> YOUR OBJECTIVE: What you return should be the lines of the data containing "Negeri", each in full.

----- DATASET ENTRIES -----

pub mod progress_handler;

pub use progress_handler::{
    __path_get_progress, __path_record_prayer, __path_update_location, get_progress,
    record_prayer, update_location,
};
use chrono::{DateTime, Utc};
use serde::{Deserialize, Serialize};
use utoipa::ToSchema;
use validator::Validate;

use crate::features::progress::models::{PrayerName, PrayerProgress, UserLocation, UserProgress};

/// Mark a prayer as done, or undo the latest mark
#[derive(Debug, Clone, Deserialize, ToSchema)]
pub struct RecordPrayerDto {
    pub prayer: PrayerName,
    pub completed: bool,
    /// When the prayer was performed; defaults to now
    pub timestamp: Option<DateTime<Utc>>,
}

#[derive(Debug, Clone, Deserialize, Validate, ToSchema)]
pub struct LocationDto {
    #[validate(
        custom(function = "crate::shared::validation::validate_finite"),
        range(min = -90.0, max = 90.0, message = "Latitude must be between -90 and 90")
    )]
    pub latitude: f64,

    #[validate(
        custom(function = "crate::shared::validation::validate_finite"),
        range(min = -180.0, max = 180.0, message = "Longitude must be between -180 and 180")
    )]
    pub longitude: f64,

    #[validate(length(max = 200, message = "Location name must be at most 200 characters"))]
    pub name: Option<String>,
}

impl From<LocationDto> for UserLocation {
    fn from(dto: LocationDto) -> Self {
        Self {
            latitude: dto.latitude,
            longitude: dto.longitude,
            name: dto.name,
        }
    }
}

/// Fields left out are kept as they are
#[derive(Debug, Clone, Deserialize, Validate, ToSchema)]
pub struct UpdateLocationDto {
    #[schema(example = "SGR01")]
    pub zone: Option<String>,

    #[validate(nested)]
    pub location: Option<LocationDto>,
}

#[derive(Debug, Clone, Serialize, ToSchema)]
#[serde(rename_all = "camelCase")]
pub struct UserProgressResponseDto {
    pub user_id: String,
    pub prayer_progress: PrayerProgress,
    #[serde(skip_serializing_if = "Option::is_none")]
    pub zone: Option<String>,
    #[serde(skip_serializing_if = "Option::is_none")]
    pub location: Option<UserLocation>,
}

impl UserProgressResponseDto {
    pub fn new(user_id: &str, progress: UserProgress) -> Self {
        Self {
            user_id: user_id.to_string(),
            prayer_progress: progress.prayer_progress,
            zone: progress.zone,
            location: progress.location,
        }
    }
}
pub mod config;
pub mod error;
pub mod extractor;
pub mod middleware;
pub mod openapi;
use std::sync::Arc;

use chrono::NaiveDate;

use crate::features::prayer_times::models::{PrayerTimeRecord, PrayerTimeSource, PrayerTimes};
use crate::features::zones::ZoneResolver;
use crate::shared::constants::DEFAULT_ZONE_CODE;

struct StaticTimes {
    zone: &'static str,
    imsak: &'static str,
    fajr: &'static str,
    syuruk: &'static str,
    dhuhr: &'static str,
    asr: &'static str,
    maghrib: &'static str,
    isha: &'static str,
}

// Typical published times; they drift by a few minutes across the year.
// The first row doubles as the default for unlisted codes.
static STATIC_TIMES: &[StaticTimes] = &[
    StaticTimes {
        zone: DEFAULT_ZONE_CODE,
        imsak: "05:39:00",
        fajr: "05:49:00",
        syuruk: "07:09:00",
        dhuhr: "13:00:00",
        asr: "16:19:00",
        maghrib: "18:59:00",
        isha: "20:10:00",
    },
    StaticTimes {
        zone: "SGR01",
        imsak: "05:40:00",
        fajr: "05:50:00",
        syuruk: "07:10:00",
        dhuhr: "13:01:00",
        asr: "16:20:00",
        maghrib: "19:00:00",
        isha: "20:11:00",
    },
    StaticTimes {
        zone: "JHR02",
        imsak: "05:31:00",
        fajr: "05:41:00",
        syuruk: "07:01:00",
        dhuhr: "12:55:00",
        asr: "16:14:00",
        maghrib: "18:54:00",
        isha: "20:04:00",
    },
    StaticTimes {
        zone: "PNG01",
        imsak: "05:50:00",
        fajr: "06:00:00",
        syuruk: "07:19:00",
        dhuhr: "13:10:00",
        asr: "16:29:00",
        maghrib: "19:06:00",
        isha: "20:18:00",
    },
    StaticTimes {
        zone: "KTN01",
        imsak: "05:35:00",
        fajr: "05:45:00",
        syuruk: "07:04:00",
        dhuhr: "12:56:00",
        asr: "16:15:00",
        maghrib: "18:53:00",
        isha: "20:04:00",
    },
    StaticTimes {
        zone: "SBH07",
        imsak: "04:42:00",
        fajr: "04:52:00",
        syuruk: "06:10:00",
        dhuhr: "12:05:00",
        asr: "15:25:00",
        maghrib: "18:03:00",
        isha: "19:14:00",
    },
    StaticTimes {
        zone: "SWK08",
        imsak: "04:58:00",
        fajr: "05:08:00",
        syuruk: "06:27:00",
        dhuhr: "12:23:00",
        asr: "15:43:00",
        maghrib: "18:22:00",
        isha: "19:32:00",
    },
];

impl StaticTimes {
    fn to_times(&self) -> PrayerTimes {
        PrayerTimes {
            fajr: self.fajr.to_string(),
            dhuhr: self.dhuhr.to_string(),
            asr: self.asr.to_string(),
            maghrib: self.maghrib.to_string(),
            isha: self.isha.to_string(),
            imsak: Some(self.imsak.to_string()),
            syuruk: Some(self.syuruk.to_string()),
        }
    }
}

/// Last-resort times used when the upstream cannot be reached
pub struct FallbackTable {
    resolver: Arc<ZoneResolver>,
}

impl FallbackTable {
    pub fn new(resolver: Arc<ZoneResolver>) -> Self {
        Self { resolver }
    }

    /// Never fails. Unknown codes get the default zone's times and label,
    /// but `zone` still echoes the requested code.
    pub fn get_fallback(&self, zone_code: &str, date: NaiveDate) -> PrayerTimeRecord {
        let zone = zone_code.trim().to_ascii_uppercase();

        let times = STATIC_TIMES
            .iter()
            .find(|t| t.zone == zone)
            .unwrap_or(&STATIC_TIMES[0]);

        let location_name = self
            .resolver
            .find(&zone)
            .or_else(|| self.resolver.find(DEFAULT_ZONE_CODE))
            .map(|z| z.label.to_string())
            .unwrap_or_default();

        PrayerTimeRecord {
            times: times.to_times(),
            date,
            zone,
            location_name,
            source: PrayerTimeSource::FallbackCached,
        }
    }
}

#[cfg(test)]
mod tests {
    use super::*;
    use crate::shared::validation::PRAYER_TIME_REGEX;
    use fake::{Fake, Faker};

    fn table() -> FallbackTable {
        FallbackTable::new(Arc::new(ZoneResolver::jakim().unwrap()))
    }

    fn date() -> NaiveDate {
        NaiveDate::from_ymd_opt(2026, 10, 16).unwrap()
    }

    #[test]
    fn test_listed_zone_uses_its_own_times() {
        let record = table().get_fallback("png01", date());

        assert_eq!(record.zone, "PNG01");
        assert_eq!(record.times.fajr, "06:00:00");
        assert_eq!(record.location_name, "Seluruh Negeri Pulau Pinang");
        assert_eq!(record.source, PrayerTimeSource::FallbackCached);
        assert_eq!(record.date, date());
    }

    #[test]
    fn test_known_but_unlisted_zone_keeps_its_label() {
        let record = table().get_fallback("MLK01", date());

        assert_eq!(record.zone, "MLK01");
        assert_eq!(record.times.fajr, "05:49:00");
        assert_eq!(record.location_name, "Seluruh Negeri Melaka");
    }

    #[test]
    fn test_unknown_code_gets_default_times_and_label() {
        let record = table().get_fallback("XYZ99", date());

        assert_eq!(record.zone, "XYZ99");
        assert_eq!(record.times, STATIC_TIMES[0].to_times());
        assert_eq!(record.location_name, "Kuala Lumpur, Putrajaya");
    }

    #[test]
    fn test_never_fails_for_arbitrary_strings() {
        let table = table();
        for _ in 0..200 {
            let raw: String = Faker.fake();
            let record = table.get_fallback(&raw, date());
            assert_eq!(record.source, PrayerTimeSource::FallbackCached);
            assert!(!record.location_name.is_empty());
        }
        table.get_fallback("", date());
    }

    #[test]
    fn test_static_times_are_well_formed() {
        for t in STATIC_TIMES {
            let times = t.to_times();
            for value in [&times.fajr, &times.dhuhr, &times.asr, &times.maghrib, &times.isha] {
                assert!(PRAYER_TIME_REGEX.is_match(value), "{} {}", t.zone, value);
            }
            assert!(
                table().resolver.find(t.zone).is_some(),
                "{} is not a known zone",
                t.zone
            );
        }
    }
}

-----

> RESPONSE FOR THIS EXERCISE:
        assert_eq!(record.location_name, "Seluruh Negeri Pulau Pinang");
        assert_eq!(record.location_name, "Seluruh Negeri Melaka");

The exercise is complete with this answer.